Cette révision constitutionnelle de circonstance, justifiée par un besoin soudain et irrépressible de recenser la population congolaise, permet en vérité de prolonger indéfiniment le mandat de Joseph Kabila qui a, par ailleurs, tout intérêt à maintenir une situation d’insécurité aggravée dans la partie orientale du pays pour rallonger la durée du recensement. Assurément un stratagème politique dont le but est la prolongation du mandat présidentiel, en infraction à la constitution du pays, relative aux deux mandats présidentiels consécutifs maximum autorisés. Cette posture politique court-termiste engage la RDC dans le péril de la balkanisation, compte tenu de la perte de contrôle de l’État central sur les Kivus. Ce territoire, gorgé de minerais stratégiques comme la cassitérite et le coltan, est une zone grise aux mains d’une nébuleuse de groupes criminels et rebelles : les rebelles rwandais hutus des Forces démocratiques de libération du Rwanda (FDLR), les rebelles burundais hutus des Forces nationales de libération (FNL), le groupe ougandais islamiste nommé Forces démocratiques alliées (ADF) et les insurgés ougandais d’inspiration chrétienne de l’Armée de résistance du Seigneur (LRA), pour ne citer qu’eux.

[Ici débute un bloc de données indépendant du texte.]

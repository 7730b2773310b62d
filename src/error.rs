//! Custom error types for simulstream.
//!
//! This module provides a centralized error handling system using the `thiserror` crate.
//! Errors are split by when they can happen: configuration errors abort construction,
//! decode errors fail a single policy turn, and release errors never leave a reset.

use std::future::Future;
use std::io;
use std::time::Duration;
use thiserror::Error;

use crate::types::Task;

/// Errors detected while validating configuration, always at construction time.
#[derive(Debug, Error)]
pub enum ConfigError {
    /// The analysis window is shorter than the frame shift.
    #[error("window of {window_ms}ms is shorter than shift of {shift_ms}ms")]
    WindowShorterThanShift {
        /// Configured window length
        window_ms: u32,
        /// Configured shift length
        shift_ms: u32,
    },

    /// A numeric parameter that must be positive was zero.
    #[error("{0} must be greater than zero")]
    Zero(&'static str),

    /// Normalization statistics do not match the feature dimension.
    #[error("global CMVN {field} has {actual} entries, expected {expected}")]
    CmvnDimension {
        /// Either "mean" or "std"
        field: &'static str,
        /// Number of entries found
        actual: usize,
        /// Configured feature dimension
        expected: usize,
    },

    /// A CMVN standard deviation entry was zero or not finite.
    #[error("global CMVN std[{0}] must be finite and non-zero")]
    CmvnStd(usize),

    /// Problems with the decode track graph.
    #[error("invalid track configuration: {0}")]
    Tracks(String),

    /// Free-form validation failure.
    #[error("{0}")]
    Validation(String),

    /// Figment could not assemble the configuration.
    #[error("failed to load configuration: {0}")]
    Load(#[from] Box<figment::Error>),
}

/// Errors raised by the model collaborator during a policy turn.
///
/// A turn that fails with one of these leaves the session exactly as it was
/// before the turn started.
#[derive(Debug, Error)]
pub enum DecodeError {
    /// The encoder rejected the frames or failed internally.
    #[error("encoder failed: {0}")]
    Encoder(String),

    /// A decode step for one task failed.
    #[error("decoder for {task} failed: {message}")]
    Decoder {
        /// Task whose decoder failed
        task: Task,
        /// Failure description
        message: String,
    },

    /// The model produced output the engine cannot use.
    #[error("malformed model output: {0}")]
    Malformed(String),

    /// A model call exceeded the configured decode timeout.
    #[error("{context}: timed out after {elapsed:?}")]
    Timeout {
        /// What was being awaited
        context: &'static str,
        /// The configured limit
        elapsed: Duration,
    },
}

/// Failure while tearing down model-side incremental state.
///
/// Only ever produced by [`crate::simul::SpeechModel::release_state`]; reset
/// swallows it.
#[derive(Debug, Error)]
#[error("failed to release {task} state: {message}")]
pub struct ResourceReleaseError {
    /// Task whose state could not be released
    pub task: Task,
    /// Failure description
    pub message: String,
}

/// Primary error type for the crate.
#[derive(Debug, Error)]
pub enum AgentError {
    /// Invalid configuration.
    #[error("Configuration error: {0}")]
    Config(#[from] ConfigError),

    /// A policy turn failed.
    #[error("Decode error: {0}")]
    Decode(#[from] DecodeError),

    /// Errors from the underlying IO system.
    #[error("IO error: {0}")]
    Io(#[from] io::Error),

    /// JSON serialization/deserialization errors.
    #[error("JSON error: {0}")]
    Json(#[from] serde_json::Error),

    /// Errors with attached context.
    #[error("{context}: {source}")]
    Context {
        /// What was being attempted
        context: String,
        /// Underlying error
        #[source]
        source: Box<dyn std::error::Error + Send + Sync>,
    },
}

impl From<figment::Error> for AgentError {
    fn from(err: figment::Error) -> Self {
        AgentError::Config(ConfigError::Load(Box::new(err)))
    }
}

/// Convenience type alias for Results with AgentError.
pub type Result<T> = std::result::Result<T, AgentError>;

/// Extension trait for adding context to errors.
pub trait ErrorContext<T> {
    /// Add context to the error.
    fn with_context<F>(self, f: F) -> Result<T>
    where
        F: FnOnce() -> String;

    /// Add static context to the error.
    fn with_static_context(self, context: &'static str) -> Result<T>;
}

impl<T, E> ErrorContext<T> for std::result::Result<T, E>
where
    E: std::error::Error + Send + Sync + 'static,
{
    fn with_context<F>(self, f: F) -> Result<T>
    where
        F: FnOnce() -> String,
    {
        self.map_err(|e| AgentError::Context {
            context: f(),
            source: Box::new(e),
        })
    }

    fn with_static_context(self, context: &'static str) -> Result<T> {
        self.map_err(|e| AgentError::Context {
            context: context.to_string(),
            source: Box::new(e),
        })
    }
}

/// Await a model call, bounding it by `limit` when one is configured.
///
/// Without a limit the future is awaited as-is.
pub async fn with_timeout<T, F>(
    operation: F,
    limit: Option<Duration>,
    context: &'static str,
) -> std::result::Result<T, DecodeError>
where
    F: Future<Output = std::result::Result<T, DecodeError>>,
{
    match limit {
        None => operation.await,
        Some(limit) => match tokio::time::timeout(limit, operation).await {
            Ok(result) => result,
            Err(_) => Err(DecodeError::Timeout {
                context,
                elapsed: limit,
            }),
        },
    }
}
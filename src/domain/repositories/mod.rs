//! Store trait definitions for the domain layer.
//!
//! The traits abstract access to the external record store. Concrete
//! implementations live in `crate::infrastructure`; mock implementations are
//! generated via `mockall` for unit tests.
//!
//! # Testing
//!
//! See integration tests in `tests/store_notion.rs` for the HTTP implementation.

pub mod record_store;

pub use record_store::{RecordStore, StoreError};

#[cfg(test)]
pub use record_store::MockRecordStore;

L’impuissance, pour ne pas dire l’inaction, du gouvernement face à ces groupes armés – appelés « forces négatives » par Kinshasa – qui tyrannisent la population est tout à fait criante. À vrai dire, les Forces armées de la République démocratiques du Congo (FARDC) sont largement sous-payées quand elles le sont, en plus d’être infiltrées par les anciens combattants congolais d’origine rwandaise tutsie du M23. Par conséquent, l’armée congolaise participe à et profite de cet engrenage vicieux de corruption, d’abus de pouvoir sur les populations (taxes, sévices) et de trafic frontalier avec le Burundi, le Rwanda et l’Ouganda. Son intérêt n’est donc pas la cessation des hostilités, bien au contraire.
La RDC au bord du gouffre : une crise politique qui pourrait déraper en guerre civile
Le président Kabila ordonnait en début de semaine de couper internet et les antennes relais de téléphonie mobile. Cette décision est prise pour empêcher la propagation de la révolte montante. Elle doit être comprise comme une opération classique d’infoguerre dans laquelle l’Etat congolais désigne ses opposants politiques (et donc des pans entiers de la société congolaise) comme un ennemi que l’on doit priver de moyens de communication. Des opérations de contre-révolution sont menées par les forces gouvernementales à l’image de l’arrestation et du musèlement des leaders de l’opposition, Jean-Claude Muyambo et Vital Kamerhe.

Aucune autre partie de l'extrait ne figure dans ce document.